RECORD SET:
//! Episodic files merge by chronological append, never with markers

use crate::common::{TestRepo, commit_file, read_file, repo};
use agmem::areas::repository::MergeOutcome;
use pretty_assertions::assert_eq;
use rstest::rstest;

#[rstest]
fn episodic_append_merge_orders_by_timestamp(repo: TestRepo) {
    commit_file(
        &repo.repo,
        "episodic/log.md",
        "2026-01-01T09:00:00Z session started\n",
        "base",
    );

    repo.repo.create_branch("a").unwrap();
    repo.repo.create_branch("b").unwrap();

    // branch a appends the 10:00 line
    repo.repo.checkout("a").unwrap();
    commit_file(
        &repo.repo,
        "episodic/log.md",
        "2026-01-01T09:00:00Z session started\n2026-01-01T10:00:00Z first event\n",
        "a event",
    );

    // branch b appends the 11:00 line
    repo.repo.checkout("b").unwrap();
    commit_file(
        &repo.repo,
        "episodic/log.md",
        "2026-01-01T09:00:00Z session started\n2026-01-01T11:00:00Z second event\n",
        "b event",
    );

    // merge b into a
    repo.repo.checkout("a").unwrap();
    let outcome = repo.repo.merge("b").unwrap();
    let MergeOutcome::Merged { commit } = outcome else {
        panic!("expected a merge commit, got {outcome:?}");
    };

    // one merge commit with both parents
    let merge_commit = repo.repo.database().require_commit(&commit).unwrap();
    assert_eq!(merge_commit.parents().len(), 2);

    // both lines present, in timestamp order, no conflict markers
    let merged = read_file(&repo.repo, "episodic/log.md");
    assert_eq!(
        merged,
        "2026-01-01T09:00:00Z session started\n\
         2026-01-01T10:00:00Z first event\n\
         2026-01-01T11:00:00Z second event\n"
    );
    assert!(!merged.contains("<<<<<<<"));
}

#[rstest]
fn episodic_merge_direction_does_not_change_order(repo: TestRepo) {
    commit_file(
        &repo.repo,
        "episodic/log.md",
        "2026-01-01T09:00:00Z start\n",
        "base",
    );
    repo.repo.create_branch("late").unwrap();
    repo.repo.create_branch("early").unwrap();

    // "late" commits first but carries the later timestamp
    repo.repo.checkout("late").unwrap();
    commit_file(
        &repo.repo,
        "episodic/log.md",
        "2026-01-01T09:00:00Z start\n2026-01-01T12:00:00Z wrap up\n",
        "late event",
    );

    repo.repo.checkout("early").unwrap();
    commit_file(
        &repo.repo,
        "episodic/log.md",
        "2026-01-01T09:00:00Z start\n2026-01-01T10:00:00Z midpoint\n",
        "early event",
    );

    repo.repo.merge("late").unwrap();
    assert_eq!(
        read_file(&repo.repo, "episodic/log.md"),
        "2026-01-01T09:00:00Z start\n\
         2026-01-01T10:00:00Z midpoint\n\
         2026-01-01T12:00:00Z wrap up\n"
    );
}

WORK TO COMPLETE:
Give back the material above in its entirety, with every word intact.

OUTPUT BELOW:
//! Episodic files merge by chronological append, never with markers

use crate::common::{TestRepo, commit_file, read_file, repo};
use agmem::areas::repository::MergeOutcome;
use pretty_assertions::assert_eq;
use rstest::rstest;

#[rstest]
fn episodic_append_merge_orders_by_timestamp(repo: TestRepo) {
    commit_file(
        &repo.repo,
        "episodic/log.md",
        "2026-01-01T09:00:00Z session started\n",
        "base",
    );

    repo.repo.create_branch("a").unwrap();
    repo.repo.create_branch("b").unwrap();

    // branch a appends the 10:00 line
    repo.repo.checkout("a").unwrap();
    commit_file(
        &repo.repo,
        "episodic/log.md",
        "2026-01-01T09:00:00Z session started\n2026-01-01T10:00:00Z first event\n",
        "a event",
    );

    // branch b appends the 11:00 line
    repo.repo.checkout("b").unwrap();
    commit_file(
        &repo.repo,
        "episodic/log.md",
        "2026-01-01T09:00:00Z session started\n2026-01-01T11:00:00Z second event\n",
        "b event",
    );

    // merge b into a
    repo.repo.checkout("a").unwrap();
    let outcome = repo.repo.merge("b").unwrap();
    let MergeOutcome::Merged { commit } = outcome else {
        panic!("expected a merge commit, got {outcome:?}");
    };

    // one merge commit with both parents
    let merge_commit = repo.repo.database().require_commit(&commit).unwrap();
    assert_eq!(merge_commit.parents().len(), 2);

    // both lines present, in timestamp order, no conflict markers
    let merged = read_file(&repo.repo, "episodic/log.md");
    assert_eq!(
        merged,
        "2026-01-01T09:00:00Z session started\n\
         2026-01-01T10:00:00Z first event\n\
         2026-01-01T11:00:00Z second event\n"
    );
    assert!(!merged.contains("<<<<<<<"));
}

#[rstest]
fn episodic_merge_direction_does_not_change_order(repo: TestRepo) {
    commit_file(
        &repo.repo,
        "episodic/log.md",
        "2026-01-01T09:00:00Z start\n",
        "base",
    );
    repo.repo.create_branch("late").unwrap();
    repo.repo.create_branch("early").unwrap();

    // "late" commits first but carries the later timestamp
    repo.repo.checkout("late").unwrap();
    commit_file(
        &repo.repo,
        "episodic/log.md",
        "2026-01-01T09:00:00Z start\n2026-01-01T12:00:00Z wrap up\n",
        "late event",
    );

    repo.repo.checkout("early").unwrap();
    commit_file(
        &repo.repo,
        "episodic/log.md",
        "2026-01-01T09:00:00Z start\n2026-01-01T10:00:00Z midpoint\n",
        "early event",
    );

    repo.repo.merge("late").unwrap();
    assert_eq!(
        read_file(&repo.repo, "episodic/log.md"),
        "2026-01-01T09:00:00Z start\n\
         2026-01-01T10:00:00Z midpoint\n\
         2026-01-01T12:00:00Z wrap up\n"
    );
}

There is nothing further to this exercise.